Fox had two main messages in his chat
with me.
One
was his vision, outlined at the Summit of the Americas in Quebec City
three years ago, that North America (the United States, Canada and Mexico)
should start moving towards integration on the model of the European
Union.
This,
a controversial concept to many, would eventually mean the dismantling
of all barriers to the movement of goods and people between the three
nations.
The Mexican president sometimes dubs this concept NAFTA PLUS after the
enormously successful North American Free Trade Agreement between the
three nations.
The
other vision is that energy should be brought under the free trade pact,
and foreign investment should be welcomed into Mexico to help develop
its energy sector. Considering the state owned oil industry monopoly
in Mexico is akin to a motherhood issue, this idea is a political hot
potato.
But
events may well push even the most nationalistic Mexican to recognize
that the situation must change. For since the ubiquitous Pemex (Petroleos
Mexicanos) pays out more than 60% of its annual revenue to the government
in taxes and royalties. Mexico now lacks the resources to fully explore
for new reserves and develop its industry in a world in which change
is rapid.
Aside
from the dramatic rise in oil prices in recent months, and the growing
demand for oil from booming economies such as China, Mexico relies on
imports of natural gas from U.S. regions hit hard by hurricanes Katrina
and Rita, and is now looking for new reserves and markets.
While
Fox specifically said he was encouraging Canadian oil companies to invest
in Mexico’s energy sector, the thorny problem of allowing U.S.
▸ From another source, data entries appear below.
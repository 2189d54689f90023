//! Hand-written character-by-character recognizer for the line grammar
//! (spec §4.2), mirroring the control flow of the original
//! `parser-basic.c` (see
//! `original_source/src/pmdas/statsd/src/parser-basic.c`): an explicit
//! state enum advanced one character at a time, rather than a generated
//! table (see [`super::table::TableParser`]).

use super::parser::{assemble_from_parts, LineParser, RejectReason};
use super::Sample;

#[derive(Debug, Clone, Copy, PartialEq, Eq)]
enum State {
    NameTags,
    Value,
    Type,
    HashTags,
}

/// Hand-written state-machine line parser.
#[derive(Debug, Default, Clone, Copy)]
pub struct StateMachineParser;

impl StateMachineParser {
    /// Creates a new state-machine parser.
    #[must_use]
    pub const fn new() -> Self {
        Self
    }
}

const REJECT: RejectReason = RejectReason::Unparseable;

impl LineParser for StateMachineParser {
    fn parse_line(&self, line: &str) -> Result<Sample, RejectReason> {
        let mut state = State::NameTags;
        let mut name_tags_end = None;
        let mut value_end = None;
        let mut type_end = None;
        let mut hashtags_start = None;

        let mut iter = line.char_indices().peekable();
        while let Some((i, c)) = iter.next() {
            match state {
                State::NameTags => match c {
                    ':' => {
                        name_tags_end = Some(i);
                        state = State::Value;
                    }
                    '|' => return Err(REJECT),
                    _ => {}
                },
                State::Value => match c {
                    ':' => return Err(REJECT),
                    '|' => {
                        value_end = Some(i);
                        state = State::Type;
                    }
                    _ => {}
                },
                State::Type => match c {
                    ':' => return Err(REJECT),
                    '|' => {
                        // Lookahead: "|#" enters the hashtags section;
                        // any other following character is malformed.
                        match iter.peek() {
                            Some(&(_, '#')) => {
                                type_end = Some(i);
                                iter.next();
                                hashtags_start = Some(i + 2);
                                state = State::HashTags;
                            }
                            _ => return Err(REJECT),
                        }
                    }
                    _ => {}
                },
                State::HashTags => {}
            }
        }

        let name_tags_end = name_tags_end.ok_or(REJECT)?;
        let value_end = value_end.ok_or(REJECT)?;

        let (left, right) = (&line[..name_tags_end], &line[name_tags_end + 1..]);
        let value_start_in_right = 0;
        let pipe_in_right = value_end - (name_tags_end + 1);
        let value_raw = &right[value_start_in_right..pipe_in_right];

        let type_raw = match type_end {
            Some(te) => &right[pipe_in_right + 1..te - (name_tags_end + 1)],
            None => {
                if state != State::Type {
                    // Entered HashTags without recording type_end only
                    // happens if input ended mid-scan; guarded above.
                    return Err(REJECT);
                }
                &right[pipe_in_right + 1..]
            }
        };

        let hashtags_raw = hashtags_start.map(|hs| &line[hs..]);

        assemble_from_parts(left, value_raw, type_raw, hashtags_raw)
    }
}

#[cfg(test)]
mod tests {
    use super::*;
    use crate::wire::{Kind, Sign};

    fn p(line: &str) -> Result<Sample, RejectReason> {
        StateMachineParser::new().parse_line(line)
    }

    #[test]
    fn s1_simple_counter() {
        let s = p("example:1|c").unwrap();
        assert_eq!(s.name, "example");
        assert_eq!(s.kind, Kind::Counter);
        assert_eq!(s.value, 1.0);
        assert_eq!(s.sign, Sign::None);
        assert!(s.tags.is_none());
    }

    #[test]
    fn with_tags_and_hashtags() {
        let s = p("foo,tagY=20,tagX=10:10|c|#extra:1").unwrap();
        assert_eq!(s.name, "foo");
        assert_eq!(
            s.tags.unwrap().as_ref(),
            r#"{"extra":"1","tagX":"10","tagY":"20"}"#
        );
    }

    #[test]
    fn gauge_signed() {
        let s = p("example:+1|g").unwrap();
        assert_eq!(s.sign, Sign::Plus);
        let s = p("example:-2|g").unwrap();
        assert_eq!(s.sign, Sign::Minus);
    }

    #[test]
    fn duration() {
        let s = p("bar:100|ms").unwrap();
        assert_eq!(s.kind, Kind::Duration);
        assert_eq!(s.value, 100.0);
    }

    #[test]
    fn rejects_bad_type() {
        assert!(p("foo:1|x").is_err());
    }

    #[test]
    fn rejects_missing_colon() {
        assert!(p("foo1|c").is_err());
    }

    #[test]
    fn rejects_missing_pipe() {
        assert!(p("foo:1").is_err());
    }

    #[test]
    fn rejects_bad_name() {
        assert!(p("1foo:1|c").is_err());
    }

    #[test]
    fn rejects_double_pipe_without_hash() {
        assert!(p("foo:1|c|x").is_err());
    }
}
use thiserror::Error;

/// Errors that can occur while standing up or running the agent pipeline.
///
/// This is distinct from the per-line [`crate::wire::RejectReason`] taxonomy:
/// those are expected, per-line outcomes counted in [`crate::stats::Stats`];
/// `AgentError` covers setup and I/O failures that are fatal to a stage.
#[derive(Error, Debug)]
pub enum AgentError {
    /// A custom error with a free-form message.
    #[error("agent error: {0}")]
    Custom(String),

    /// An I/O error from the standard library, e.g. failure to bind the
    /// listener socket or open the debug dump file.
    #[error("io error: {0}")]
    Io(#[from] std::io::Error),

    /// Failed to construct an HDR histogram with the configured bounds.
    #[error("histogram creation error: {0}")]
    HistogramCreation(#[from] hdrhistogram::CreationError),
}

impl From<String> for AgentError {
    fn from(value: String) -> Self {
        Self::Custom(value)
    }
}

impl From<&str> for AgentError {
    fn from(value: &str) -> Self {
        Self::Custom(value.to_string())
    }
}

/// Result type for agent setup/runtime operations.
pub type AgentResult<T> = Result<T, AgentError>;
//! Exercises `Query` as an embedding host would: enumerate the metric
//! space, describe individual metrics, and fetch their values, without
//! reaching into `Registry`/`Stats` internals.

use statsd_agent::config::{Config, DurationAggregationKind};
use statsd_agent::query::{FetchValue, Query};
use statsd_agent::registry::Registry;
use statsd_agent::stats::Stats;
use statsd_agent::wire::{Kind, LineParser, StateMachineParser};

fn submit(registry: &Registry, line: &str) {
    let sample = StateMachineParser::new().parse_line(line).expect("line should parse");
    registry.submit(&sample).expect("sample should be accepted");
}

#[test]
fn enumerate_exposes_self_metrics_even_on_an_empty_registry() {
    let registry = Registry::new(DurationAggregationKind::Exact);
    let stats = Stats::new();
    let config = Config::default();
    let q = Query::new(&registry, &stats, &config);

    let all = q.enumerate();
    assert_eq!(all.len(), 14);
    assert!(all.iter().all(|d| d.kind == Kind::Counter));
}

#[test]
fn settings_self_metrics_reflect_the_running_config() {
    let registry = Registry::new(DurationAggregationKind::Hdr);
    let stats = Stats::new();
    let mut config = Config::default();
    config.port = 9125;
    config.verbose = 2;
    let q = Query::new(&registry, &stats, &config);

    assert_eq!(
        q.fetch("pmda.settings.port", None),
        Some(FetchValue::Scalar(9125.0))
    );
    assert_eq!(
        q.fetch("pmda.settings.verbose", None),
        Some(FetchValue::Scalar(2.0))
    );
    assert_eq!(
        q.fetch("pmda.settings.duration_aggregation_type", None),
        Some(FetchValue::Scalar(1.0))
    );
    assert_eq!(
        q.fetch("pmda.settings.debug_output_filename", None),
        Some(FetchValue::Text(config.debug_output_filename.clone()))
    );
}

#[test]
fn metrics_tracked_counts_by_kind_after_a_mixed_workload() {
    let registry = Registry::new(DurationAggregationKind::Exact);
    let stats = Stats::new();
    let config = Config::default();

    submit(&registry, "a:1|c");
    submit(&registry, "b:1|g");
    submit(&registry, "c:1|ms");
    submit(&registry, "d:1|ms");

    // Stats' own tracked counters are normally refreshed by the
    // aggregator loop after each successful submit; this test wires that
    // up directly to stay independent of the pipeline threads.
    let mut counts = statsd_agent::stats::TrackedCounts::default();
    for (_, info) in registry.enumerate() {
        match info.kind {
            Kind::Counter => counts.counters += 1,
            Kind::Gauge => counts.gauges += 1,
            Kind::Duration => counts.durations += 1,
        }
    }
    stats.reset_tracked(counts);

    let q = Query::new(&registry, &stats, &config);
    assert_eq!(
        q.fetch("pmda.metrics_tracked", Some("counter")),
        Some(FetchValue::Scalar(1.0))
    );
    assert_eq!(
        q.fetch("pmda.metrics_tracked", Some("gauge")),
        Some(FetchValue::Scalar(1.0))
    );
    assert_eq!(
        q.fetch("pmda.metrics_tracked", Some("duration")),
        Some(FetchValue::Scalar(2.0))
    );
    assert_eq!(
        q.fetch("pmda.metrics_tracked", Some("total")),
        Some(FetchValue::Scalar(4.0))
    );
}

#[test]
fn labelled_instances_enumerate_default_plus_each_tag_set() {
    let registry = Registry::new(DurationAggregationKind::Exact);
    let stats = Stats::new();
    let config = Config::default();

    submit(&registry, "requests:1|c");
    submit(&registry, "requests,region=us:1|c");
    submit(&registry, "requests,region=eu:1|c");

    let q = Query::new(&registry, &stats, &config);
    let instances = q.enumerate_instances("requests");
    assert_eq!(instances.len(), 3);
    assert!(instances.iter().any(|i| i.label == "default"));
    assert!(instances.iter().any(|i| i.label == r#"{"region":"eu"}"#));
    assert!(instances.iter().any(|i| i.label == r#"{"region":"us"}"#));
}

#[test]
fn fetch_of_unknown_metric_or_instance_is_none() {
    let registry = Registry::new(DurationAggregationKind::Exact);
    let stats = Stats::new();
    let config = Config::default();
    let q = Query::new(&registry, &stats, &config);

    assert!(q.fetch("no.such.metric", None).is_none());
    assert!(q.describe("no.such.metric").is_none());

    submit(&registry, "known:1|c");
    assert!(q.fetch("known", Some("not-a-real-tag-set")).is_none());
    assert_eq!(q.fetch("known", None), Some(FetchValue::Scalar(1.0)));
}
//! Parser task (spec §4.2): drains the raw-bytes channel, splits each
//! datagram into lines, and times each line's parse.

use std::time::Instant;

use crossbeam::channel::{Receiver, Sender};

use crate::wire::{LineParser, ParseOutcome};

use super::channel::{ParsedMessage, RawMessage};

/// Consumes `raw_rx` until shutdown, running `parser` over every
/// newline-delimited line of every datagram and forwarding
/// `(outcome, elapsed_ns)` to `parsed_tx`.
///
/// An empty trailing line (the datagram ends in `\n`) is tolerated and
/// produces no message (spec §6).
pub fn run(raw_rx: &Receiver<RawMessage>, parsed_tx: &Sender<ParsedMessage>, parser: &dyn LineParser) {
    for msg in raw_rx.iter() {
        match msg {
            RawMessage::Datagram(bytes) => {
                let text = String::from_utf8_lossy(&bytes);
                for line in text.split('\n') {
                    if line.is_empty() {
                        continue;
                    }
                    let start = Instant::now();
                    let outcome = match parser.parse_line(line) {
                        Ok(sample) => ParseOutcome::Parsed(sample),
                        Err(reason) => ParseOutcome::Dropped(reason),
                    };
                    let elapsed_ns = u64::try_from(start.elapsed().as_nanos()).unwrap_or(u64::MAX);
                    if parsed_tx
                        .send(ParsedMessage::Outcome { outcome, elapsed_ns })
                        .is_err()
                    {
                        return;
                    }
                }
            }
            RawMessage::Shutdown => {
                let _ = parsed_tx.send(ParsedMessage::Shutdown);
                return;
            }
        }
    }
}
companies and those of other nations can hardly be overlooked.
If energy is brought under NAFTA, and
particularly if the three North American nations start converging into
a European Union style entity, discrimination against foreign investment
would have to be significantly eased.
Surprisingly,
of the $20 billion (U.S.) now invested every year in the Mexican energy
industry, some two thirds of it is private capital. So the sector isn’t
as tightly state controlled as it sometimes appears.
That
said, despite the jealously over safeguarding its own oil industry,
in the 25-nation European Union, (which Fox wants to emulate) in which
residents carry the same passports and even regulatory agencies, and
civil and criminal laws have become increasingly uniform, the individual
nations have been allowed to safeguard their own traditions and protect
their priorities.
Some
rules can be bent, and exemptions can be made.
Speaking
of our own three nations, Fox told me all North Americans have to make
the best and most efficient use of our energy and keep this region of
the world and NAFTA competitive.
“We
must be strong producers and developers of energy. We have to protect
our jobs in this region from other blocs in the world that are becoming
more competitive.” He worries the U.S., Canada and Mexico are
all losing jobs to China and other Asia countries, and so a mutual energy
pact is a logical step.
“To
meet this competitive challenge and protect jobs, we must all work together.”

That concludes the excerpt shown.